Past Reviews

Regional Reviews: San Francisco

Word for Word presentation of Epiphanies Brings Literature to Life

Also see Richard's review of Shakespeare in Hollywood and Mambo Italiano


Stephanie Hunt and Patricia Silver
Once again the Word for Word Company brings great literature to life through two powerful short stories about women caught in the web of society's expectations (Guy de Maupassant'sThe Necklace and Susan Glaspell's A Jury of Her Peers) in Epiphanies, currently at the Magic Theatre. This company's mission is to tell good stories with simple and elegant theatricality. Their aim is to startle and amaze the audience with language, pulling the best from a rich literary heritage and bringing it to life on the stage.
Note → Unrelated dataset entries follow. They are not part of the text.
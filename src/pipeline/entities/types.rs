use std::cmp::Ordering;
use std::collections::BTreeMap;

use serde::{Deserialize, Serialize};

use super::patterns::{PatternCache, PatternError};

/// Entity type codes. Ordering is the fixed order used in records.
#[derive(Debug, Clone, Copy, PartialEq, Eq, PartialOrd, Ord, Hash, Serialize, Deserialize)]
#[serde(rename_all = "snake_case")]
pub enum EntityType {
    Citation,
    Date,
    Party,
    Section,
    Keyword,
}

impl EntityType {
    pub const ALL: [EntityType; 5] = [
        Self::Citation,
        Self::Date,
        Self::Party,
        Self::Section,
        Self::Keyword,
    ];

    pub fn as_str(&self) -> &'static str {
        match self {
            Self::Citation => "citation",
            Self::Date => "date",
            Self::Party => "party",
            Self::Section => "section",
            Self::Keyword => "keyword",
        }
    }
}

impl std::fmt::Display for EntityType {
    fn fmt(&self, f: &mut std::fmt::Formatter<'_>) -> std::fmt::Result {
        f.write_str(self.as_str())
    }
}

/// One extracted entity.
#[derive(Debug, Clone, PartialEq, Serialize, Deserialize)]
pub struct Entity {
    pub raw_text: String,
    pub normalized_form: String,
    pub type_code: EntityType,
    /// Additive rubric score in [0, 1].
    pub confidence: f64,
    pub is_primary: bool,
    /// Byte offset of `raw_text` in the normalized document text.
    pub source_offset: usize,
    /// Parsed positional fields (volume, year, role, statute, ...).
    #[serde(default, skip_serializing_if = "BTreeMap::is_empty")]
    pub fields: BTreeMap<String, String>,
}

impl Entity {
    pub fn new(
        type_code: EntityType,
        raw_text: impl Into<String>,
        normalized_form: impl Into<String>,
        confidence: f64,
        source_offset: usize,
    ) -> Self {
        Self {
            raw_text: raw_text.into(),
            normalized_form: normalized_form.into(),
            type_code,
            confidence: clamp_confidence(confidence),
            is_primary: false,
            source_offset,
            fields: BTreeMap::new(),
        }
    }

    pub fn with_field(mut self, key: &str, value: impl Into<String>) -> Self {
        self.fields.insert(key.to_string(), value.into());
        self
    }

    pub fn field(&self, key: &str) -> Option<&str> {
        self.fields.get(key).map(String::as_str)
    }

    /// Byte range covered in the source text.
    pub fn span(&self) -> std::ops::Range<usize> {
        self.source_offset..self.source_offset + self.raw_text.len()
    }
}

/// Cap to [0, 1] and round away float noise from the additive rubrics.
pub fn clamp_confidence(value: f64) -> f64 {
    let clamped = if value.is_finite() {
        value.clamp(0.0, 1.0)
    } else {
        0.0
    };
    (clamped * 1000.0).round() / 1000.0
}

/// Order by confidence descending, then document position ascending, and
/// mark the first entity primary. Every other entity is marked non-primary.
pub fn rank_and_mark_primary(entities: &mut [Entity]) {
    entities.sort_by(|a, b| {
        b.confidence
            .partial_cmp(&a.confidence)
            .unwrap_or(Ordering::Equal)
            .then(a.source_offset.cmp(&b.source_offset))
    });
    for (i, entity) in entities.iter_mut().enumerate() {
        entity.is_primary = i == 0;
    }
}

/// Drop matches whose span overlaps an already-kept, higher-confidence match.
/// Input order decides ties, so rank first.
pub fn drop_overlapping(entities: Vec<Entity>) -> Vec<Entity> {
    let mut kept: Vec<Entity> = Vec::with_capacity(entities.len());
    for entity in entities {
        let span = entity.span();
        let overlaps = kept
            .iter()
            .any(|k| k.span().start < span.end && span.start < k.span().end);
        if !overlaps {
            kept.push(entity);
        }
    }
    kept
}

/// Common tail of every pass: rank, drop overlapping matches and repeated
/// normalized forms, then mark the primary entity.
pub fn finalize(mut entities: Vec<Entity>) -> Vec<Entity> {
    rank_and_mark_primary(&mut entities);
    let mut seen = std::collections::HashSet::new();
    let mut entities: Vec<Entity> = drop_overlapping(entities)
        .into_iter()
        .filter(|e| seen.insert(e.normalized_form.clone()))
        .collect();
    rank_and_mark_primary(&mut entities);
    entities
}

/// One independent entity-extraction pass over normalized text.
///
/// Passes load their rule sets through the shared pattern cache; a missing
/// or malformed rule set is the only way a pass can fail. No matches is an
/// empty result, not an error.
pub trait EntityPass: Send + Sync {
    fn entity_type(&self) -> EntityType;

    fn run(&self, text: &str, patterns: &PatternCache) -> Result<Vec<Entity>, PatternError>;
}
They perform short works of fiction in their entirety, preserving the author's voice and honoring her or his intent with exciting visuals and inventive staging.

James Joyce described "epiphanies" as being a sense of sudden "revelation of the whatness of a thing." David Dower, the artistic director of Z Space Studio and director of these two stories says "each of these stories turns on this phrase, those climatic moments in each when the characters fully understand the 'whatness' of the objects at the center of the tales. The epiphanies occur simultaneously for the character and the reader, in this case the audience."

The company's actors give polished performances, with no scripts in hand, and in the period costumes of the day. The Necklace opens the production with a lovely performance by Delia MacDougall as the beautiful and naïve Mathilde Loisel who desires a better position in Parisian society. The greatest French short story writer says in the opening, with the cast repeating, "She was one of those pretty and charming girls born, as though fate had blundered over her, into a family of artisans." Poor Mathilde has no expectations of getting known, understood or loved, so she marries a little clerk in the Ministry of Education.

Mathilde suffers endlessly thinking she was born "for every delicacy and luxury" and, even when her husband comes home from the office, she visualizes living in luxury with a footman at her beck and call. She has no clothes, no jewels, nothing. Her husband is just a plain individual who thinks their daily dinner of "Scotch broth" is the spice of life.

The couple have been invited to an elegant reception given by the Minister of Education and Madame Ramponneau, so Mathilde spends her husband's savings and borrows a diamond necklace from a wealthy friend. Unfortunately, she loses the necklace and is afraid to face the friend to confess. The pair borrow 40,000FF (worth about $7,600 at the time) to replace the piece without the rich friend's knowledge. The wife's dreams go up in smoke as they struggle for the next ten years to pay off their many creditors. Their life disintegrates into dingy rooms as the husband takes on additional jobs to pay the debt. Only the great French writer could come up with the twisted O. Henry ending.

The 30-minute piece characterizes the compact and dramatic narrative lines, eliminating moral judgments and long digressions used by many earlier writers. After hearing and seeing the taut production, one can see that de Maupassant was responsible for technical advances that move the short story toward an austerity that has marked it ever since.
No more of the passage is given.